## [TASK DETAILS]
All entries must be transcribed exactly, down to the last character.

━━━━━━━━━━━━━━━━━━━━

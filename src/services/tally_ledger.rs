//! In-progress species tally for one checklist
//!
//! Insertion-ordered sequence of (species, count) entries with at most one
//! entry per species name. Owned by a single page view-model for the
//! lifetime of the page session; serialized (not retained) on submit.

use crate::models::{NewSighting, SightingUpdate, TallyEntry};

/// Tally of observed species and counts for one checklist
#[derive(Debug, Clone, Default)]
pub struct TallyLedger {
    entries: Vec<TallyEntry>,
}

impl TallyLedger {
    pub fn new() -> Self {
        Self::default()
    }

    /// Rebuild the ledger from stored entries (checklist edit flow)
    pub fn restore(entries: Vec<TallyEntry>) -> Self {
        Self { entries }
    }

    /// Add a species: increment its count when an entry already exists,
    /// otherwise append a new entry with count 1.
    pub fn add(&mut self, name: &str) {
        if let Some(entry) = self.entries.iter_mut().find(|e| e.name == name) {
            entry.count += 1;
        } else {
            self.entries.push(TallyEntry::new(name));
        }
    }

    /// Increment a species count. No-op when the species is absent.
    pub fn increment(&mut self, name: &str) {
        if let Some(entry) = self.entries.iter_mut().find(|e| e.name == name) {
            entry.count += 1;
        }
    }

    /// Decrement a species count, floored at zero. Never removes the
    /// entry; no-op when the count is already zero or the species absent.
    pub fn decrement(&mut self, name: &str) {
        if let Some(entry) = self.entries.iter_mut().find(|e| e.name == name) {
            if entry.count > 0 {
                entry.count -= 1;
            }
        }
    }

    /// Remove a species entry by name. Idempotent: removing an absent
    /// species is a no-op.
    pub fn remove(&mut self, name: &str) {
        self.entries.retain(|e| e.name != name);
    }

    pub fn entries(&self) -> &[TallyEntry] {
        &self.entries
    }

    pub fn get(&self, name: &str) -> Option<&TallyEntry> {
        self.entries.iter().find(|e| e.name == name)
    }

    pub fn len(&self) -> usize {
        self.entries.len()
    }

    pub fn is_empty(&self) -> bool {
        self.entries.is_empty()
    }

    /// Clear all entries (after a confirmed successful submit)
    pub fn clear(&mut self) {
        self.entries.clear();
    }

    /// Name-keyed serialization for the creation flow
    pub fn to_new_sightings(&self) -> Vec<NewSighting> {
        self.entries
            .iter()
            .map(|e| NewSighting {
                name: e.name.clone(),
                count: e.count,
            })
            .collect()
    }

    /// Id-keyed serialization for the edit flow; entries added during the
    /// session carry a `null` id
    pub fn to_sighting_updates(&self) -> Vec<SightingUpdate> {
        self.entries
            .iter()
            .map(|e| SightingUpdate {
                id: e.id,
                species_name: e.name.clone(),
                number: e.count,
            })
            .collect()
    }
}

#[cfg(test)]
mod tests {
    use super::*;

    #[test]
    fn add_twice_yields_one_entry_with_count_two() {
        let mut ledger = TallyLedger::new();
        ledger.add("Blue Jay");
        ledger.add("Blue Jay");
        assert_eq!(ledger.len(), 1);
        assert_eq!(ledger.get("Blue Jay").unwrap().count, 2);
    }

    #[test]
    fn entries_keep_insertion_order() {
        let mut ledger = TallyLedger::new();
        ledger.add("Blue Jay");
        ledger.add("American Robin");
        ledger.add("Blue Jay");
        let names: Vec<&str> = ledger.entries().iter().map(|e| e.name.as_str()).collect();
        assert_eq!(names, vec!["Blue Jay", "American Robin"]);
    }

    #[test]
    fn decrement_floors_at_zero() {
        let mut ledger = TallyLedger::restore(vec![TallyEntry {
            id: None,
            name: "Blue Jay".to_string(),
            count: 0,
        }]);
        ledger.decrement("Blue Jay");
        assert_eq!(ledger.get("Blue Jay").unwrap().count, 0);
        assert_eq!(ledger.len(), 1);
    }

    #[test]
    fn decrement_then_increment_round_trips() {
        let mut ledger = TallyLedger::new();
        ledger.add("Blue Jay");
        ledger.increment("Blue Jay");
        ledger.decrement("Blue Jay");
        assert_eq!(ledger.get("Blue Jay").unwrap().count, 1);
    }

    #[test]
    fn remove_is_idempotent() {
        let mut ledger = TallyLedger::new();
        ledger.add("Blue Jay");
        ledger.add("American Robin");
        ledger.remove("Blue Jay");
        assert_eq!(ledger.len(), 1);
        ledger.remove("Blue Jay");
        assert_eq!(ledger.len(), 1);
        assert!(ledger.get("American Robin").is_some());
    }

    #[test]
    fn increment_of_absent_species_is_noop() {
        let mut ledger = TallyLedger::new();
        ledger.increment("Blue Jay");
        assert!(ledger.is_empty());
    }

    #[test]
    fn serializes_name_keyed_for_creation() {
        let mut ledger = TallyLedger::new();
        ledger.add("Blue Jay");
        ledger.add("Blue Jay");
        let sightings = ledger.to_new_sightings();
        assert_eq!(sightings.len(), 1);
        assert_eq!(sightings[0].name, "Blue Jay");
        assert_eq!(sightings[0].count, 2);
    }

    #[test]
    fn serializes_id_keyed_for_edit_with_null_ids_for_new_entries() {
        let mut ledger = TallyLedger::restore(vec![TallyEntry {
            id: Some(7),
            name: "American Robin".to_string(),
            count: 3,
        }]);
        ledger.add("Blue Jay");
        let updates = ledger.to_sighting_updates();
        assert_eq!(updates.len(), 2);
        assert_eq!(updates[0].id, Some(7));
        assert_eq!(updates[0].number, 3);
        assert_eq!(updates[1].id, None);
        assert_eq!(updates[1].species_name, "Blue Jay");
    }
}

━━━━━━━━━━━━━━━━━━━━

## [ANSWER BELOW]
filename src/services/tally_ledger.rs
//! In-progress species tally for one checklist
//!
//! Insertion-ordered sequence of (species, count) entries with at most one
//! entry per species name. Owned by a single page view-model for the
//! lifetime of the page session; serialized (not retained) on submit.

use crate::models::{NewSighting, SightingUpdate, TallyEntry};

/// Tally of observed species and counts for one checklist
#[derive(Debug, Clone, Default)]
pub struct TallyLedger {
    entries: Vec<TallyEntry>,
}

impl TallyLedger {
    pub fn new() -> Self {
        Self::default()
    }

    /// Rebuild the ledger from stored entries (checklist edit flow)
    pub fn restore(entries: Vec<TallyEntry>) -> Self {
        Self { entries }
    }

    /// Add a species: increment its count when an entry already exists,
    /// otherwise append a new entry with count 1.
    pub fn add(&mut self, name: &str) {
        if let Some(entry) = self.entries.iter_mut().find(|e| e.name == name) {
            entry.count += 1;
        } else {
            self.entries.push(TallyEntry::new(name));
        }
    }

    /// Increment a species count. No-op when the species is absent.
    pub fn increment(&mut self, name: &str) {
        if let Some(entry) = self.entries.iter_mut().find(|e| e.name == name) {
            entry.count += 1;
        }
    }

    /// Decrement a species count, floored at zero. Never removes the
    /// entry; no-op when the count is already zero or the species absent.
    pub fn decrement(&mut self, name: &str) {
        if let Some(entry) = self.entries.iter_mut().find(|e| e.name == name) {
            if entry.count > 0 {
                entry.count -= 1;
            }
        }
    }

    /// Remove a species entry by name. Idempotent: removing an absent
    /// species is a no-op.
    pub fn remove(&mut self, name: &str) {
        self.entries.retain(|e| e.name != name);
    }

    pub fn entries(&self) -> &[TallyEntry] {
        &self.entries
    }

    pub fn get(&self, name: &str) -> Option<&TallyEntry> {
        self.entries.iter().find(|e| e.name == name)
    }

    pub fn len(&self) -> usize {
        self.entries.len()
    }

    pub fn is_empty(&self) -> bool {
        self.entries.is_empty()
    }

    /// Clear all entries (after a confirmed successful submit)
    pub fn clear(&mut self) {
        self.entries.clear();
    }

    /// Name-keyed serialization for the creation flow
    pub fn to_new_sightings(&self) -> Vec<NewSighting> {
        self.entries
            .iter()
            .map(|e| NewSighting {
                name: e.name.clone(),
                count: e.count,
            })
            .collect()
    }

    /// Id-keyed serialization for the edit flow; entries added during the
    /// session carry a `null` id
    pub fn to_sighting_updates(&self) -> Vec<SightingUpdate> {
        self.entries
            .iter()
            .map(|e| SightingUpdate {
                id: e.id,
                species_name: e.name.clone(),
                number: e.count,
            })
            .collect()
    }
}

#[cfg(test)]
mod tests {
    use super::*;

    #[test]
    fn add_twice_yields_one_entry_with_count_two() {
        let mut ledger = TallyLedger::new();
        ledger.add("Blue Jay");
        ledger.add("Blue Jay");
        assert_eq!(ledger.len(), 1);
        assert_eq!(ledger.get("Blue Jay").unwrap().count, 2);
    }

    #[test]
    fn entries_keep_insertion_order() {
        let mut ledger = TallyLedger::new();
        ledger.add("Blue Jay");
        ledger.add("American Robin");
        ledger.add("Blue Jay");
        let names: Vec<&str> = ledger.entries().iter().map(|e| e.name.as_str()).collect();
        assert_eq!(names, vec!["Blue Jay", "American Robin"]);
    }

    #[test]
    fn decrement_floors_at_zero() {
        let mut ledger = TallyLedger::restore(vec![TallyEntry {
            id: None,
            name: "Blue Jay".to_string(),
            count: 0,
        }]);
        ledger.decrement("Blue Jay");
        assert_eq!(ledger.get("Blue Jay").unwrap().count, 0);
        assert_eq!(ledger.len(), 1);
    }

    #[test]
    fn decrement_then_increment_round_trips() {
        let mut ledger = TallyLedger::new();
        ledger.add("Blue Jay");
        ledger.increment("Blue Jay");
        ledger.decrement("Blue Jay");
        assert_eq!(ledger.get("Blue Jay").unwrap().count, 1);
    }

    #[test]
    fn remove_is_idempotent() {
        let mut ledger = TallyLedger::new();
        ledger.add("Blue Jay");
        ledger.add("American Robin");
        ledger.remove("Blue Jay");
        assert_eq!(ledger.len(), 1);
        ledger.remove("Blue Jay");
        assert_eq!(ledger.len(), 1);
        assert!(ledger.get("American Robin").is_some());
    }

    #[test]
    fn increment_of_absent_species_is_noop() {
        let mut ledger = TallyLedger::new();
        ledger.increment("Blue Jay");
        assert!(ledger.is_empty());
    }

    #[test]
    fn serializes_name_keyed_for_creation() {
        let mut ledger = TallyLedger::new();
        ledger.add("Blue Jay");
        ledger.add("Blue Jay");
        let sightings = ledger.to_new_sightings();
        assert_eq!(sightings.len(), 1);
        assert_eq!(sightings[0].name, "Blue Jay");
        assert_eq!(sightings[0].count, 2);
    }

    #[test]
    fn serializes_id_keyed_for_edit_with_null_ids_for_new_entries() {
        let mut ledger = TallyLedger::restore(vec![TallyEntry {
            id: Some(7),
            name: "American Robin".to_string(),
            count: 3,
        }]);
        ledger.add("Blue Jay");
        let updates = ledger.to_sighting_updates();
        assert_eq!(updates.len(), 2);
        assert_eq!(updates[0].id, Some(7));
        assert_eq!(updates[0].number, 3);
        assert_eq!(updates[1].id, None);
        assert_eq!(updates[1].species_name, "Blue Jay");
    }
}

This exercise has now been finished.